His gp tried to get hold of results, but had no luck, no one has seen him his mri so i am in the dark and have now accepted that i`ll get no help what so ever from the nhs.My husband is going worse with his memory plus obsessions etc.
Before he had these tests he was being treated for so called depression but it was then realised he did`nt or had`nt had it, hence these new lot of tests, plus his dad had early dementia, under 60yrs.
Can someone please tell me that its the norm to still wait after 17months for some sort of diagnosis?
thanks val :confused:


Registered User
Jan 4, 2006
Hiya Val,
Welcome to TP. I can't answer your question, as we bypassed some of the system by having mum seen privately initially. When we did see NHS psychiatrist he couldn't find the scan results, and refused to have more than two people in the room (ie mum and dad) - mum was already very confused by this stage, so basically dad had no support. Long diagnosis does seem to be a common complaint on here; I'm sure others will be able to tell you more soon. So welcome again.
Best wishes,Amy


Registered User
Sep 26, 2005
east sussex
mri results

My husband has vad his M R I scan was reported to our G P very soon . He was also treated for depression at first . He is on quetiapine and is mostly managable at the moment!!!

regards Cynron x x


Registered User
May 14, 2006
Long diagnosis

Several years ago I asked the GP if it was possible that my mother had suffered a very small stroke, as she complained of "having lost whole days" and she was getting very "vague". Some of her symptoms resembled those of my father who had a major stroke (which he recovered from). The GP said it was impossible. When she had very distressing hallucinations, the mental health doctor who visited her at her home, said it was quite impossible that she had Senile Dementia because she was clean and tidy and the house looked orderly (she had a cleaner). She was given Haliperidol and Citalopram tablets.
It was only after she had been in a care home and then fallen, resulting in a move to a nursing home, that the matron explained that Mum had Vascular Dementia.If I had known more about this at the time and discovered Talking Point earlier I think I could have dealt with problems better. I do get the impression that ordinary doctors and nurses don't really know that much about dementia unless they have specialised in it. Perhaps more training should be given at medical schools.
Each patient seems to have very individual symptoms and there are many different variations of dementia.


Registered User
Jul 25, 2005
yes it is normal!

Oh yes, it is normal for doctors to take a very long time to get a diagnosis.

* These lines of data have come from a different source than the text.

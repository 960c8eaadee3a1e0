// 7.0 config.rs: all tunables in one place. fees, book shape, feed cadence, seed shape.
// 7.1 every group has a Default; Environment picks a preset.

use rust_decimal::Decimal;
use rust_decimal_macros::dec;
use serde::{Deserialize, Serialize};

use crate::types::Bps;

/** 7.2: flat fee applied to every fill */
#[derive(Debug, Clone, Serialize, Deserialize)]
pub struct FeeConfig {
    // fraction of notional, 0.001 = 0.1%
    pub fee_rate: Decimal,
}

impl Default for FeeConfig {
    fn default() -> Self {
        Self { fee_rate: dec!(0.001) }
    }
}

// Synthetic depth shape used by the seed and by every feed tick
#[derive(Debug, Clone, Serialize, Deserialize)]
pub struct BookConfig {
    // levels per side
    pub depth: usize,
    // distance between consecutive levels
    pub spread_bps: Bps,
    // quote notional a level is sized around
    pub level_notional: Decimal,
    // random band applied to the base level quantity
    pub quantity_band_low: f64,
    pub quantity_band_high: f64,
}

impl Default for BookConfig {
    fn default() -> Self {
        Self {
            depth: 18,
            spread_bps: Bps::new(5),
            level_notional: dec!(25000),
            quantity_band_low: 0.35,
            quantity_band_high: 1.65,
        }
    }
}

impl BookConfig {
    /// Positive, finite and strictly ordered. Rules out NaN bounds too.
    pub fn has_usable_band(&self) -> bool {
        let (low, high) = (self.quantity_band_low, self.quantity_band_high);
        low > 0.0 && low < high && high.is_finite()
    }

    pub fn validate(&self) -> Result<(), ConfigError> {
        if self.depth == 0 || self.spread_bps.value() == 0 {
            return Err(ConfigError::InvalidBook {
                reason: "book needs at least one level and a non-zero spread".to_string(),
            });
        }

        if !self.has_usable_band() {
            return Err(ConfigError::InvalidBook {
                reason: "quantity band must be positive, finite and strictly ordered".to_string(),
            });
        }

        if self.level_notional <= Decimal::ZERO {
            return Err(ConfigError::InvalidBook {
                reason: "level notional must be positive".to_string(),
            });
        }

        Ok(())
    }
}

// Feed cadence and retention
#[derive(Debug, Clone, Serialize, Deserialize)]
pub struct FeedConfig {
    pub base_interval_ms: u64,
    // the timer never fires faster than this, whatever the speed
    pub min_interval_ms: u64,
    // max absolute drift per tick at 1x
    pub volatility: f64,
    pub sparkline_window: usize,
    pub max_candles: usize,
    pub max_trades: usize,
    // quote notional around which each tick's volume and tape print are sized
    pub trade_notional: Decimal,
}

impl Default for FeedConfig {
    fn default() -> Self {
        Self {
            base_interval_ms: 1000,
            min_interval_ms: 250,
            volatility: 0.0025,
            sparkline_window: 60,
            max_candles: 240,
            max_trades: 50,
            trade_notional: dec!(1500),
        }
    }
}

// Initial market history
#[derive(Debug, Clone, Serialize, Deserialize)]
pub struct SeedConfig {
    // per-minute samples generated per pair, must cover at least one day
    pub history_minutes: usize,
    // max absolute drift per minute
    pub volatility: f64,
    // hourly points of synthetic equity history
    pub equity_points: usize,
}

impl Default for SeedConfig {
    fn default() -> Self {
        Self {
            history_minutes: 3 * 1440,
            volatility: 0.0015,
            equity_points: 168,
        }
    }
}

#[derive(Debug, Clone, Serialize, Deserialize)]
pub struct PortfolioConfig {
    pub equity_history_limit: usize,
}

impl Default for PortfolioConfig {
    fn default() -> Self {
        Self {
            equity_history_limit: 720,
        }
    }
}

// The complete simulation configuration
#[derive(Debug, Clone, Default, Serialize, Deserialize)]
pub struct SimulationConfig {
    pub fees: FeeConfig,
    pub book: BookConfig,
    pub feed: FeedConfig,
    pub seed: SeedConfig,
    pub portfolio: PortfolioConfig,
}

impl SimulationConfig {
    // Slow feed with a shallow book, handy for watching a single pair
    pub fn demo() -> Self {
        let mut config = Self::default();
        config.feed.base_interval_ms = 2000;
        config.book.depth = 10;
        config.seed.history_minutes = 2 * 1440;
        config
    }

    // Wide swings and a deep book to push the engine around
    pub fn stress() -> Self {
        let mut config = Self::default();
        config.feed.volatility = 0.02;
        config.seed.volatility = 0.01;
        config.book.depth = 40;
        config.book.spread_bps = Bps::new(15);
        config.feed.max_trades = 200;
        config
    }

    pub fn validate(&self) -> Result<(), ConfigError> {
        if self.fees.fee_rate < Decimal::ZERO || self.fees.fee_rate >= dec!(0.05) {
            return Err(ConfigError::InvalidFees {
                reason: "fee rate must be within [0, 5%)".to_string(),
            });
        }

        self.book.validate()?;

        if self.feed.min_interval_ms == 0 || self.feed.base_interval_ms < self.feed.min_interval_ms {
            return Err(ConfigError::InvalidFeed {
                reason: "base interval must be at least the minimum interval".to_string(),
            });
        }

        if !(self.feed.volatility > 0.0 && self.feed.volatility < 0.5) {
            return Err(ConfigError::InvalidFeed {
                reason: "volatility must be within (0, 0.5)".to_string(),
            });
        }

        if self.feed.max_candles == 0 || self.feed.max_trades == 0 || self.feed.sparkline_window == 0 {
            return Err(ConfigError::InvalidFeed {
                reason: "retention windows must be non-zero".to_string(),
            });
        }

        if self.feed.trade_notional <= Decimal::ZERO {
            return Err(ConfigError::InvalidFeed {
                reason: "trade notional must be positive".to_string(),
            });
        }

        if !(self.seed.volatility > 0.0 && self.seed.volatility < 0.5) {
            return Err(ConfigError::InvalidSeed {
                reason: "volatility must be within (0, 0.5)".to_string(),
            });
        }

        if self.seed.history_minutes < 1440 {
            return Err(ConfigError::InvalidSeed {
                reason: "seed history must cover at least one day".to_string(),
            });
        }

        if self.portfolio.equity_history_limit == 0 {
            return Err(ConfigError::InvalidPortfolio {
                reason: "equity history limit must be non-zero".to_string(),
            });
        }

        Ok(())
    }
}

// Configuration validation errors
#[derive(Debug, Clone, PartialEq, Eq, thiserror::Error)]
pub enum ConfigError {
    #[error("Invalid fees: {reason}")]
    InvalidFees { reason: String },

    #[error("Invalid book: {reason}")]
    InvalidBook { reason: String },

    #[error("Invalid feed: {reason}")]
    InvalidFeed { reason: String },

    #[error("Invalid seed: {reason}")]
    InvalidSeed { reason: String },

    #[error("Invalid portfolio: {reason}")]
    InvalidPortfolio { reason: String },

    #[error("Invalid slippage: {reason}")]
    InvalidSlippage { reason: String },

    #[error("Unsupported simulation speed {0}x, expected 1, 5 or 20")]
    UnsupportedSpeed(u32),
}

// Environment presets
#[derive(Debug, Clone, Copy, PartialEq, Eq, Serialize, Deserialize)]
#[serde(rename_all = "snake_case")]
pub enum Environment {
    Development,
    Demo,
    Stress,
}

impl Environment {
    pub fn config(&self) -> SimulationConfig {
        match self {
            Environment::Development => SimulationConfig::default(),
            Environment::Demo => SimulationConfig::demo(),
            Environment::Stress => SimulationConfig::stress(),
        }
    }
}
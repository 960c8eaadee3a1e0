//! Synthetic depth snapshots.
//!
//! The simulated venue has no resting orders from other participants, only a
//! generated ladder of levels around the current price. Bids and asks are
//! stored best-first, each level carrying the running cumulative quantity.

use rand::Rng;
use rand_distr::{Distribution, Uniform};
use rust_decimal::Decimal;
use serde::{Deserialize, Serialize};

use crate::config::BookConfig;
use crate::market::MarketPair;
use crate::precision::{floor_dp, round_dp, round_to_tick, to_decimal};
use crate::types::{Side, Timestamp};

/// A single price level.
#[derive(Debug, Clone, PartialEq, Serialize, Deserialize)]
pub struct OrderBookLevel {
    pub price: Decimal,
    pub quantity: Decimal,
    /// Prefix sum of quantity from the best level up to and including this one.
    pub cumulative: Decimal,
}

/// Bid and ask ladders for one symbol, best level first on both sides.
#[derive(Debug, Clone, PartialEq, Serialize, Deserialize)]
pub struct OrderBookSnapshot {
    pub symbol: String,
    pub bids: Vec<OrderBookLevel>,
    pub asks: Vec<OrderBookLevel>,
    pub timestamp: Timestamp,
}

impl OrderBookSnapshot {
    pub fn empty(symbol: &str, timestamp: Timestamp) -> Self {
        Self {
            symbol: symbol.to_string(),
            bids: Vec::new(),
            asks: Vec::new(),
            timestamp,
        }
    }

    /// Build a snapshot from `(price, quantity)` pairs given best-first.
    /// Cumulative quantities are computed here.
    pub fn from_levels(
        symbol: &str,
        bids: &[(Decimal, Decimal)],
        asks: &[(Decimal, Decimal)],
        timestamp: Timestamp,
    ) -> Self {
        Self {
            symbol: symbol.to_string(),
            bids: with_cumulative(bids),
            asks: with_cumulative(asks),
            timestamp,
        }
    }

    pub fn best_bid(&self) -> Option<&OrderBookLevel> {
        self.bids.first()
    }

    pub fn best_ask(&self) -> Option<&OrderBookLevel> {
        self.asks.first()
    }

    pub fn mid_price(&self) -> Option<Decimal> {
        match (self.best_bid(), self.best_ask()) {
            (Some(bid), Some(ask)) => Some((bid.price + ask.price) / Decimal::TWO),
            _ => None,
        }
    }

    pub fn spread(&self) -> Option<Decimal> {
        match (self.best_bid(), self.best_ask()) {
            (Some(bid), Some(ask)) => Some(ask.price - bid.price),
            _ => None,
        }
    }

    pub fn is_empty(&self) -> bool {
        self.bids.is_empty() && self.asks.is_empty()
    }

    /// The side an order of `side` trades against: asks for a buy, bids for a sell.
    pub fn opposing_levels(&self, side: Side) -> &[OrderBookLevel] {
        match side {
            Side::Buy => &self.asks,
            Side::Sell => &self.bids,
        }
    }

    /// Bids strictly descending, asks strictly ascending, cumulative non-decreasing.
    pub fn is_well_formed(&self) -> bool {
        let bids_ordered = self.bids.windows(2).all(|w| w[0].price > w[1].price);
        let asks_ordered = self.asks.windows(2).all(|w| w[0].price < w[1].price);
        let cumulative_ok = |levels: &[OrderBookLevel]| {
            levels.windows(2).all(|w| w[0].cumulative <= w[1].cumulative)
        };
        bids_ordered && asks_ordered && cumulative_ok(&self.bids) && cumulative_ok(&self.asks)
    }

    pub fn total_quantity(&self, side: Side) -> Decimal {
        let levels = match side {
            Side::Buy => &self.bids,
            Side::Sell => &self.asks,
        };
        levels.last().map(|l| l.cumulative).unwrap_or(Decimal::ZERO)
    }
}

fn with_cumulative(levels: &[(Decimal, Decimal)]) -> Vec<OrderBookLevel> {
    let mut running = Decimal::ZERO;
    levels
        .iter()
        .map(|(price, quantity)| {
            running += *quantity;
            OrderBookLevel {
                price: *price,
                quantity: *quantity,
                cumulative: running,
            }
        })
        .collect()
}

/// Generate a ladder of `config.depth` levels per side around `mid`.
///
/// Level `i` (1-based) sits `max(mid * spread * i, tick * i)` away from mid,
/// snapped to the tick grid, so consecutive levels are always at least one
/// tick apart. Bid levels that would fall below one tick are dropped. A
/// config without a usable quantity band sizes every level flat.
pub fn build_order_book<R: Rng + ?Sized>(
    pair: &MarketPair,
    mid: Decimal,
    config: &BookConfig,
    rng: &mut R,
    timestamp: Timestamp,
) -> OrderBookSnapshot {
    let mid = mid.max(pair.tick_size);
    let spread = config.spread_bps.as_fraction();
    let band = config
        .has_usable_band()
        .then(|| Uniform::new(config.quantity_band_low, config.quantity_band_high));
    let base_quantity = config.level_notional / mid;

    let mut bids = Vec::with_capacity(config.depth);
    let mut asks = Vec::with_capacity(config.depth);

    for i in 1..=config.depth {
        let step = Decimal::from(i as u64);
        let offset = (mid * spread * step).max(pair.tick_size * step);

        let ask_price = round_dp(round_to_tick(mid + offset, pair.tick_size), pair.price_precision);
        asks.push((ask_price, level_quantity(pair, base_quantity, band.map_or(1.0, |b| b.sample(rng)))));

        let bid_price = round_dp(round_to_tick(mid - offset, pair.tick_size), pair.price_precision);
        if bid_price >= pair.tick_size {
            bids.push((bid_price, level_quantity(pair, base_quantity, band.map_or(1.0, |b| b.sample(rng)))));
        }
    }

    OrderBookSnapshot::from_levels(&pair.symbol, &bids, &asks, timestamp)
}

fn level_quantity(pair: &MarketPair, base_quantity: Decimal, factor: f64) -> Decimal {
    let raw = base_quantity * to_decimal(factor);
    floor_dp(raw, pair.quantity_precision).max(pair.step_size)
}

#[cfg(test)]
mod tests {
    use super::*;
    use crate::market::MarketPair;
    use rand::rngs::StdRng;
    use rand::SeedableRng;
    use rust_decimal_macros::dec;

    #[test]
    fn from_levels_prefix_sums() {
        let book = OrderBookSnapshot::from_levels(
            "BTCUSDT",
            &[(dec!(99), dec!(1)), (dec!(98), dec!(2))],
            &[(dec!(101), dec!(0.5)), (dec!(102), dec!(1.5))],
            Timestamp::from_millis(0),
        );

        assert_eq!(book.bids[1].cumulative, dec!(3));
        assert_eq!(book.asks[1].cumulative, dec!(2));
        assert_eq!(book.mid_price(), Some(dec!(100)));
        assert_eq!(book.spread(), Some(dec!(2)));
        assert_eq!(book.opposing_levels(Side::Buy)[0].price, dec!(101));
        assert!(book.is_well_formed());
    }

    #[test]
    fn generated_book_is_monotonic() {
        let mut rng = StdRng::seed_from_u64(7);
        let pair = MarketPair::btc_usdt();
        let config = BookConfig::default();

        let book = build_order_book(&pair, dec!(68000), &config, &mut rng, Timestamp::from_millis(0));

        assert_eq!(book.bids.len(), 18);
        assert_eq!(book.asks.len(), 18);
        assert!(book.is_well_formed());
        assert!(book.best_bid().unwrap().price < dec!(68000));
        assert!(book.best_ask().unwrap().price > dec!(68000));
        for level in book.bids.iter().chain(book.asks.iter()) {
            assert!(level.quantity >= pair.step_size);
        }
    }

    #[test]
    fn tiny_prices_drop_bids_below_tick() {
        let mut rng = StdRng::seed_from_u64(11);
        let pair = MarketPair::doge_usdt();
        let config = BookConfig::default();

        let book = build_order_book(&pair, pair.tick_size, &config, &mut rng, Timestamp::from_millis(0));

        assert!(book.bids.is_empty());
        assert_eq!(book.asks.len(), config.depth);
        assert!(book.is_well_formed());
    }

    #[test]
    fn degenerate_band_sizes_levels_flat() {
        let mut rng = StdRng::seed_from_u64(3);
        let pair = MarketPair::btc_usdt();
        let config = BookConfig {
            quantity_band_low: 1.0,
            quantity_band_high: 1.0,
            ..BookConfig::default()
        };

        let book = build_order_book(&pair, dec!(68000), &config, &mut rng, Timestamp::from_millis(0));

        assert!(book.is_well_formed());
        for level in book.bids.iter().chain(book.asks.iter()) {
            assert_eq!(level.quantity, dec!(0.367647));
        }
    }

    #[test]
    fn empty_book_has_no_mid() {
        let book = OrderBookSnapshot::empty("ETHUSDT", Timestamp::from_millis(0));
        assert!(book.is_empty());
        assert!(book.mid_price().is_none());
        assert_eq!(book.total_quantity(Side::Buy), Decimal::ZERO);
    }
}
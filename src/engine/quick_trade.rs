//! Quick trade: one execution at last price plus random slippage.
//!
//! Skips the book entirely. Sized from a quote amount when the draft carries
//! one, otherwise from its base quantity. No balance check is made; the
//! settlement clamps at zero instead.

use rand::rngs::StdRng;
use rand::{Rng, SeedableRng};
use rand_distr::{Distribution, Uniform};
use rust_decimal::Decimal;

use super::config::EngineConfig;
use super::context::MatchContext;
use super::results::{EngineError, ExecutionReport};
use super::settlement::{settle_into_copy, IdSequence, Settlement};
use super::strategy::ExecutionStrategy;
use crate::config::ConfigError;
use crate::order::{Liquidity, Order, OrderDraft, OrderStatus, RejectReason, TradeFill};
use crate::precision::{fee, floor_dp, round_dp, to_decimal};
use crate::types::Side;

#[derive(Debug, Clone)]
pub struct QuickTrade<R: Rng = StdRng> {
    config: EngineConfig,
    ids: IdSequence,
    slippage: Uniform<f64>,
    rng: R,
}

impl QuickTrade<StdRng> {
    pub fn new(config: EngineConfig, ids: IdSequence) -> Result<Self, ConfigError> {
        Self::with_rng(config, ids, StdRng::from_entropy())
    }
}

impl<R: Rng> QuickTrade<R> {
    /// Fails if `config` does not pass [`EngineConfig::validate`].
    pub fn with_rng(config: EngineConfig, ids: IdSequence, rng: R) -> Result<Self, ConfigError> {
        config.validate()?;
        let slippage = Uniform::new_inclusive(config.slippage_min, config.slippage_max);
        Ok(Self {
            config,
            ids,
            slippage,
            rng,
        })
    }

    fn sample_slippage(&mut self) -> Decimal {
        round_dp(to_decimal(self.slippage.sample(&mut self.rng)), 6)
    }

    /// Convert `amount` of `from` into `to` through the context pair, in
    /// either direction.
    pub fn swap(
        &mut self,
        from: &str,
        to: &str,
        amount: Decimal,
        ctx: &MatchContext<'_>,
    ) -> Result<ExecutionReport, EngineError> {
        let pair = ctx.pair;
        let draft = if from == pair.quote_asset && to == pair.base_asset {
            OrderDraft::quick(&pair.symbol, Side::Buy, amount)
        } else if from == pair.base_asset && to == pair.quote_asset {
            OrderDraft::market(&pair.symbol, Side::Sell, amount)
        } else {
            return Err(EngineError::UnsupportedSwap {
                from: from.to_string(),
                to: to.to_string(),
                symbol: pair.symbol.clone(),
            });
        };
        self.execute(&draft, ctx)
    }

    fn rejected(&self, order: Order, reason: RejectReason, ctx: &MatchContext<'_>) -> ExecutionReport {
        log::info!("rejected quick {} {} {}: {:?}", order.id, order.side, order.symbol, reason);
        ExecutionReport {
            remaining_quantity: order.quantity.max(Decimal::ZERO),
            order: order.reject(reason),
            fills: Vec::new(),
            updated_portfolio: ctx.portfolio.clone(),
            slippage: None,
        }
    }
}

impl<R: Rng> ExecutionStrategy for QuickTrade<R> {
    fn name(&self) -> &'static str {
        "quick_trade"
    }

    fn execute(&mut self, draft: &OrderDraft, ctx: &MatchContext<'_>) -> Result<ExecutionReport, EngineError> {
        if draft.symbol != ctx.pair.symbol {
            return Err(EngineError::SymbolMismatch {
                draft: draft.symbol.clone(),
                context: ctx.pair.symbol.clone(),
            });
        }

        let mut order = Order::from_draft(self.ids.next_order(), draft, ctx.now);
        let pair = ctx.pair;
        let last = ctx.ticker.last_price;

        let sized = draft.quote_quantity.unwrap_or(draft.quantity);
        if sized <= Decimal::ZERO {
            return Ok(self.rejected(order, RejectReason::NonPositiveQuantity, ctx));
        }
        if last <= Decimal::ZERO {
            return Ok(self.rejected(order, RejectReason::InvalidPrice, ctx));
        }

        let slippage = self.sample_slippage();
        let adjusted = match draft.side {
            Side::Buy => last * (Decimal::ONE + slippage),
            Side::Sell => last * (Decimal::ONE - slippage),
        };
        let price = round_dp(adjusted, pair.price_precision).max(pair.tick_size);

        let quantity = match draft.quote_quantity {
            Some(fiat) => floor_dp(fiat / price, pair.quantity_precision),
            None => floor_dp(draft.quantity, pair.quantity_precision),
        };
        if quantity <= Decimal::ZERO {
            return Ok(self.rejected(order, RejectReason::NonPositiveQuantity, ctx));
        }

        let notional = price * quantity;
        let fill = TradeFill {
            id: self.ids.next_trade(),
            order_id: Some(order.id),
            symbol: pair.symbol.clone(),
            side: draft.side,
            price,
            quantity,
            fee: fee(notional, self.config.fee_rate),
            liquidity: Liquidity::Taker,
            timestamp: ctx.now,
        };

        order.quantity = quantity;
        order.price = Some(price);
        order.filled_quantity = quantity;
        order.avg_price = Some(price);
        order.fees_paid = fill.fee;
        order.status = OrderStatus::Filled;
        order.updated_at = ctx.now;

        let settlement = Settlement {
            side: draft.side,
            quantity,
            notional,
            fees: fill.fee,
        };
        let updated_portfolio = settle_into_copy(&settlement, ctx, self.config.equity_history_limit);

        log::debug!(
            "{} {} {} {} {} @ {} (slippage {})",
            self.name(),
            order.id,
            order.side,
            quantity,
            order.symbol,
            price,
            slippage
        );

        Ok(ExecutionReport {
            order,
            fills: vec![fill],
            remaining_quantity: Decimal::ZERO,
            updated_portfolio,
            slippage: Some(slippage),
        })
    }
}
//! Spot trading simulation demo.
//!
//! Seeds a market, lets the feed run for a moment, then walks through the
//! order-entry paths: book-matched market and limit orders, a quick trade, a
//! swap, earn accrual and a snapshot round trip.
//!
//! `RUST_LOG=debug cargo run` shows every tick and fill.

use std::error::Error;
use std::time::Duration;

use rust_decimal_macros::dec;
use spot_sim_core::simulator::driver;
use spot_sim_core::*;

type DemoResult = Result<(), Box<dyn Error>>;

fn main() -> DemoResult {
    env_logger::init();

    println!("Spot Trading Simulation");
    println!("Synthetic feed, local matching, no real funds\n");

    let config = Environment::Development.config();
    config.validate()?;

    let snapshot = create_seed("USDT", None);
    scenario_1_seeded_market(&snapshot);
    let market = scenario_2_live_feed(snapshot.market.clone(), &config)?;

    let mut engine = MatchingEngine::new(EngineConfig::from(&config))?;
    let mut portfolio = snapshot.portfolio.clone();
    let mut orders = OrdersState::default();

    scenario_3_market_buy(&mut engine, &market, &mut portfolio, &mut orders)?;
    scenario_4_resting_limit(&mut engine, &market, &mut portfolio, &mut orders)?;
    scenario_5_quick_trade(&mut engine, &market, &mut portfolio, &mut orders)?;
    scenario_6_swap(&mut engine, &market, &mut portfolio, &mut orders)?;
    scenario_7_earn();
    scenario_8_snapshot(SimulationSnapshot {
        market,
        portfolio,
        orders,
        ..snapshot
    })?;

    println!("\nAll simulations completed successfully.");
    Ok(())
}

fn scenario_1_seeded_market(snapshot: &SimulationSnapshot) {
    println!("Scenario 1: Seeded Market\n");

    for pair in &snapshot.market.pairs {
        if let Some(ticker) = snapshot.market.ticker(&pair.symbol) {
            println!(
                "  {:<9} last {:>12}  24h {:>6}%  vol {}",
                pair.symbol, ticker.last_price, ticker.price_change_percent, ticker.volume
            );
        }
    }
    println!(
        "\n  Portfolio value: {} {} across {} assets\n",
        snapshot.portfolio.total_value.round_dp(2),
        snapshot.portfolio.base_currency,
        snapshot.portfolio.assets.len()
    );
}

fn scenario_2_live_feed(market: MarketState, config: &SimulationConfig) -> Result<MarketState, Box<dyn Error>> {
    println!("Scenario 2: Live Feed at 20x\n");

    let mut sim = MarketSimulator::new(market, config.clone())?;
    sim.on(EventKind::Trade, |event| {
        if let SimulatorEvent::Trade(fill) = event {
            if fill.symbol == "BTCUSDT" {
                println!("  tape {} {} {} @ {}", fill.symbol, fill.side, fill.quantity, fill.price);
            }
        }
    });

    let runtime = tokio::runtime::Builder::new_current_thread().enable_all().build()?;
    let ticks = runtime.block_on(async {
        let (handle, commands) = driver::channel();
        handle.set_speed(SimulationSpeed::Turbo)?;
        handle.start()?;
        tokio::spawn(async move {
            tokio::time::sleep(Duration::from_millis(1_300)).await;
            let _ = handle.shutdown();
        });
        Ok::<_, SimulatorError>(driver::run(&mut sim, commands).await)
    })?;

    println!("\n  {} ticks at {:?} per tick\n", ticks, sim.tick_interval());
    Ok(sim.into_state())
}

fn submit(
    engine: &mut MatchingEngine,
    mode: ExecutionMode,
    draft: &OrderDraft,
    market: &MarketState,
    portfolio: &mut PortfolioState,
    orders: &mut OrdersState,
) -> Result<ExecutionReport, EngineError> {
    let report = {
        let ctx = MatchContext::from_market(market, &draft.symbol, portfolio, Timestamp::now())?;
        engine.execute(mode, draft, &ctx)?
    };
    orders.record(&report);
    *portfolio = report.updated_portfolio.clone();
    Ok(report)
}

fn print_report(report: &ExecutionReport) {
    println!(
        "  {} {} {} {}: {:?}, filled {} in {} fills, fees {}",
        report.order.id,
        report.order.side,
        report.order.quantity,
        report.order.symbol,
        report.order.status,
        report.filled_quantity(),
        report.fills.len(),
        report.fees()
    );
    if let Some(avg) = report.order.avg_price {
        println!("  average price {}", avg);
    }
}

fn scenario_3_market_buy(
    engine: &mut MatchingEngine,
    market: &MarketState,
    portfolio: &mut PortfolioState,
    orders: &mut OrdersState,
) -> DemoResult {
    println!("Scenario 3: Book-Matched Market Buy\n");

    let usdt_before = portfolio.free("USDT");
    let draft = OrderDraft::market("BTCUSDT", Side::Buy, dec!(0.01));
    let report = submit(engine, ExecutionMode::BookMatch, &draft, market, portfolio, orders)?;
    print_report(&report);
    println!(
        "  USDT {} -> {}, BTC now {}\n",
        usdt_before,
        portfolio.free("USDT"),
        portfolio.free("BTC")
    );
    Ok(())
}

fn scenario_4_resting_limit(
    engine: &mut MatchingEngine,
    market: &MarketState,
    portfolio: &mut PortfolioState,
    orders: &mut OrdersState,
) -> DemoResult {
    println!("Scenario 4: Resting Limit Order\n");

    let Some(best_bid) = market.order_book("ETHUSDT").and_then(|b| b.best_bid()).map(|l| l.price) else {
        println!("  no ETH bids, skipping\n");
        return Ok(());
    };
    let price = (best_bid * dec!(0.95)).round_dp(2);
    let draft = OrderDraft::limit("ETHUSDT", Side::Buy, dec!(0.1), price);
    let report = submit(engine, ExecutionMode::BookMatch, &draft, market, portfolio, orders)?;
    print_report(&report);
    println!("  open orders: {}", orders.open_orders.len());

    let cancelled = orders.cancel(report.order.id, Timestamp::now())?;
    println!("  cancelled {}: {:?}\n", cancelled.id, cancelled.status);
    Ok(())
}

fn scenario_5_quick_trade(
    engine: &mut MatchingEngine,
    market: &MarketState,
    portfolio: &mut PortfolioState,
    orders: &mut OrdersState,
) -> DemoResult {
    println!("Scenario 5: Quick Trade\n");

    let draft = OrderDraft::quick("SOLUSDT", Side::Buy, dec!(250));
    let report = submit(engine, ExecutionMode::QuickTrade, &draft, market, portfolio, orders)?;
    print_report(&report);
    if let Some(slippage) = report.slippage {
        println!("  slippage {}%\n", (slippage * dec!(100)).round_dp(4));
    }
    Ok(())
}

fn scenario_6_swap(
    engine: &mut MatchingEngine,
    market: &MarketState,
    portfolio: &mut PortfolioState,
    orders: &mut OrdersState,
) -> DemoResult {
    println!("Scenario 6: Swap DOGE into USDT\n");

    let report = {
        let ctx = MatchContext::from_market(market, "DOGEUSDT", portfolio, Timestamp::now())?;
        engine.swap("DOGE", "USDT", dec!(1000), &ctx)?
    };
    orders.record(&report);
    *portfolio = report.updated_portfolio.clone();
    print_report(&report);
    println!(
        "  DOGE {}, USDT {}, trades on record {}\n",
        portfolio.free("DOGE"),
        portfolio.free("USDT"),
        orders.trade_history.len()
    );
    Ok(())
}

fn scenario_7_earn() {
    println!("Scenario 7: Earn Accrual at 20x\n");

    let products = seed_earn_products();
    let start = Timestamp::now();
    let positions: Vec<EarnPosition> = products
        .iter()
        .map(|product| EarnPosition::open(product, dec!(100), start))
        .collect();

    let week_later = start.plus_millis(7 * 86_400_000);
    for position in accrue_yield(&positions, &products, week_later, SimulationSpeed::Turbo.as_decimal()) {
        println!("  {:<14} reward {}", position.product_id, position.accrued_reward);
    }
    println!();
}

fn scenario_8_snapshot(snapshot: SimulationSnapshot) -> DemoResult {
    println!("Scenario 8: Snapshot Round Trip\n");

    let json = snapshot.to_json()?;
    let restored = SimulationSnapshot::restore_or_seed(Some(&json), "USDT");
    println!("  {} bytes, portfolio value {}", json.len(), restored.portfolio.total_value.round_dp(2));
    println!("  history: {} orders, {} trades", restored.orders.order_history.len(), restored.orders.trade_history.len());
    Ok(())
}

My mum was 57 when she was originally diagnosed with dementia. She was seen at 2 hospitals, but 3 different types of doctors, had 2 different types of scans, all over a period of about a year. During that time we were told Alzheimer's, then Frontal Lobe, then vascular. The Alzheimer's unit at her local hospital refused to see her as they said she had a different type of dementia. In fact the nurse there told us it might not be dementia at all, while at the same time the doctor wrote a letter saying it was Frontal Lobe. The psychiatrist at the Community Mental Health team wanted to discharge her as they said the Alzheimer's unit at her local hospital should deal with her.

In the meantime we begged to be seen by a neurologist so we could find out what was going on. Her psychiatrist refused and actually said "her diagnosis doesn't matter". The final word was frontal-lobe dementia, but the psychiartrist refused to refer her to the National Hosptial for Neurology, where they have experts on Frontal-Lobe dementia. At no point had a doctor who actually knew anything about it talk to us. The psychiatrist had to look it up in a book and didn't know how to interpret the scans.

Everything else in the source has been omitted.